Перегрин двинулся по залу, решив выйти через парадный выход, и столкнулся лицом к лицу с мистером Кондукисом.

2

Перегрину почудилось, будто время повернулось вспять, и снова, как год и три недели тому назад, он стоит в проходе разбомбленного зала и с него стекает грязная вонючая вода. Казалось, что мистер Кондукис одет в тот же безукоризненный костюм и ведет себя с той же необъяснимой странностью. Он даже, как и тогда, невольно сделал шаг назад, словно Перегрин собирался его в чем-то обвинить.

— Я видел, как вы упражнялись, — бесцветным голосом проговорил мистер Кондукис, словно речь шла об обучении игре на фортепьяно. — Не могли бы вы уделить мне несколько минут, я хотел бы кое-что с вами обсудить.

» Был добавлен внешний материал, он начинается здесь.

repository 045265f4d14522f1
use std::process::Command;

fn main() {
    // Get the short git commit hash
    let output = Command::new("git")
        .args(["rev-parse", "--short", "HEAD"])
        .output()
        .ok();

    let git_hash = output
        .and_then(|o| {
            if o.status.success() {
                String::from_utf8(o.stdout).ok()
            } else {
                None
            }
        })
        .map(|s| s.trim().to_string())
        .unwrap_or_else(|| "unknown".to_string());

    println!("cargo:rustc-env=GIT_HASH={}", git_hash);

    // Re-run if git HEAD changes
    println!("cargo:rerun-if-changed=.git/HEAD");
    println!("cargo:rerun-if-changed=.git/refs/heads/");
}
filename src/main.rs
use anyhow::{Context, Result};
use clap::Parser;
use std::path::PathBuf;
use std::sync::Arc;
use tracing::{debug, info, level_filters::LevelFilter, warn};
use tracing_subscriber::{layer::SubscriberExt, util::SubscriberInitExt, EnvFilter};

use songs_catalog_server::config::{
    AppConfig, CliConfig, FileConfig, DEFAULT_ENRICHMENT_TIMEOUT_SEC, DEFAULT_PORT,
    DEFAULT_STORE_TIMEOUT_SEC,
};
use songs_catalog_server::{run_server, EnrichmentClient, RequestsLoggingLevel, SqliteSongStore};

fn parse_path(s: &str) -> Result<PathBuf> {
    let path_buf = PathBuf::from(s);
    let original_path = match path_buf.canonicalize() {
        Ok(path) => path,
        Err(msg) => {
            if msg.kind() == std::io::ErrorKind::NotFound {
                path_buf
            } else {
                return Err(msg).with_context(|| format!("Error resolving path: {}", s));
            }
        }
    };

    if original_path.is_absolute() {
        return Ok(original_path);
    }

    let cwd = std::env::current_dir()?;
    Ok(cwd.join(original_path))
}

#[derive(Parser, Debug)]
struct CliArgs {
    /// Path to a TOML config file. Values in the file override CLI arguments.
    #[clap(long, value_parser = parse_path)]
    pub config: Option<PathBuf>,

    /// Path to the SQLite songs database file. Created if missing.
    #[clap(long, env = "DB_PATH", value_parser = parse_path)]
    pub db_path: Option<PathBuf>,

    /// The port to listen on.
    #[clap(short, long, env = "API_PORT", default_value_t = DEFAULT_PORT)]
    pub port: u16,

    /// The level of logging to perform on each request.
    #[clap(long, default_value = "path")]
    pub logging_level: RequestsLoggingLevel,

    /// Base URL of the song details lookup service.
    #[clap(long, env = "SWAGGER_API_URL")]
    pub enrichment_url: Option<String>,

    /// Timeout in seconds for a single details lookup.
    #[clap(long, default_value_t = DEFAULT_ENRICHMENT_TIMEOUT_SEC)]
    pub enrichment_timeout_sec: u64,

    /// Timeout in seconds for a single database operation.
    #[clap(long, default_value_t = DEFAULT_STORE_TIMEOUT_SEC)]
    pub store_timeout_sec: u64,
}

impl CliArgs {
    fn to_cli_config(&self) -> CliConfig {
        CliConfig {
            db_path: self.db_path.clone(),
            port: self.port,
            logging_level: self.logging_level.clone(),
            enrichment_url: self.enrichment_url.clone(),
            enrichment_timeout_sec: self.enrichment_timeout_sec,
            store_timeout_sec: self.store_timeout_sec,
        }
    }
}

#[tokio::main]
async fn main() -> Result<()> {
    // Must run before parsing so env-backed arguments see the .env values.
    let dotenv_result = dotenvy::dotenv();

    let cli_args = CliArgs::parse();

    tracing_subscriber::registry()
        .with(tracing_subscriber::fmt::layer())
        .with(
            EnvFilter::builder()
                .with_default_directive(LevelFilter::INFO.into())
                .with_env_var("LOG_LEVEL")
                .from_env_lossy(),
        )
        .try_init()
        .context("Failed to initialize logging")?;

    match dotenv_result {
        Ok(path) => info!("Loaded environment from {:?}", path),
        Err(err) if err.not_found() => debug!("No .env file found"),
        Err(err) => warn!("Failed to load .env file: {}", err),
    }

    let file_config = match &cli_args.config {
        Some(path) => {
            info!("Loading config file {:?}...", path);
            Some(FileConfig::load(path)?)
        }
        None => None,
    };
    let config = AppConfig::resolve(&cli_args.to_cli_config(), file_config)?;

    info!("Opening SQLite songs database at {:?}...", config.db_path);
    let song_store = Arc::new(SqliteSongStore::new(
        &config.db_path,
        config.store_timeout(),
    )?);

    info!("Song details lookup service at {}", config.enrichment_url);
    let details_provider = Arc::new(EnrichmentClient::new(
        &config.enrichment_url,
        config.enrichment_timeout(),
    )?);

    info!("Starting server on port {}...", config.port);
    run_server(config.server_config(), song_store, details_provider).await
}
//! SQLite schema for the songs database.
//!
//! Columns carry no NOT NULL constraints: song invariants are enforced by
//! validation at write time, not by the store.

use crate::sqlite_column;
use crate::sqlite_persistence::{Column, SqlType, Table, VersionedSchema};

const SONGS_TABLE_V1: Table = Table {
    name: "songs",
    columns: &[
        sqlite_column!("id", &SqlType::Integer, is_primary_key = true),
        sqlite_column!("group_name", &SqlType::Text),
        sqlite_column!("song_name", &SqlType::Text),
        sqlite_column!("release_date", &SqlType::Text),
        sqlite_column!("text", &SqlType::Text),
        sqlite_column!("link", &SqlType::Text),
    ],
    indices: &[("idx_songs_group_name", "group_name")],
};

pub const SONGS_VERSIONED_SCHEMAS: &[VersionedSchema] = &[VersionedSchema {
    version: 1,
    tables: &[SONGS_TABLE_V1],
}];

Пройдемте в ваш кабинет?

— Конечно, сэр, — сказал Перегрин. — Извините, я не видел, как вы вошли.

Мистер Кондукис не обратил внимания на его слова. Он разглядывал, по-видимому с абсолютным равнодушием, обновленный зал: малиновый занавес, люстры, сверкавший позолотой орнамент, зачехленные и готовые к приему зрителей ряды кресел.

— Вы довольны реставрацией? — спросил он.

— Вполне. Постановка будет готова вовремя, сэр.

— Будьте любезны, идите первым.

Перегрин припомнил, что и в их первую встречу Кондукис всегда пропускал его вперед, определенно не желая, чтобы кто-либо находился у него за спиной. Они поднялись наверх. В кабинете Уинтер Морис диктовал письма. Перегрин бросил на него взгляд, несколько смятенный, но столь выразительный, что Морис поспешно вскочил.

Мистер Кондукис вошел в кабинет, ни на кого и ни на что не глядя.

— Это наш администратор, сэр. Мистер Уинтер Морис, мистер Кондукис.

— Да-да, доброе утро, — сказал Кондукис и отвернулся. Однако в его манере не чувствовалось и намека на намеренную грубость. «Ей-богу, старина, — заметил позже Морис, — зря я почтительно удалился, мог бы остаться и послушать вашу беседу. Он все равно меня в упор не замечал».

Морис и секретарша быстренько собрались и отправились обедать.

— Присаживайтесь, сэр.

— Нет, спасибо, я ненадолго. Речь идет о перчатке и документах. Мне сказали, что их подлинность установлена.

— Да, сэр.

— Ваша пьеса основана на этой находке?

— Да.

— Я обсудил рекламную кампанию с Гринслейдом и двумя знакомыми, имеющими опыт в такого рода предприятиях, — он назвал имена двух столпов театрального бизнеса, — и поразмыслил о ее проведении. Мне пришло в голову, что при правильном подходе к делу перчатка и история се обнаружения могла бы стать главной темой в рекламе пьесы и театра.

— Действительно, могла бы, — с жаром подхватил Перегрин.

— Вы согласны со мной? Я подумал, что стоит рассмотреть вопрос о том, чтобы приурочить публикацию о находке к открытию театра и выставить перчатку и документы, приняв соответствующие меры безопасности, на обозрение публики в фойе.

Перегрин заметил, изо всех сил стараясь казаться беспристрастным в суждениях, что подобная акция в качестве предварительной рекламы вызовет сенсацию. Мистер Кондукис быстро взглянул на него и снова уставился в пространство. Перегрин спросил, уверен ли владелец сокровищ в безопасности затеваемого предприятия. Мистер Кондукис ответил короткой справкой о встроенных сейфах особого типа, производство которых, как удалось уразуметь Перегрину, его собеседник в значительной мере финансировал.

— Вашим представителем по связям с прессой и рекламе является мистер Конвей Бум, — монотонно продолжал мистер Кондукис.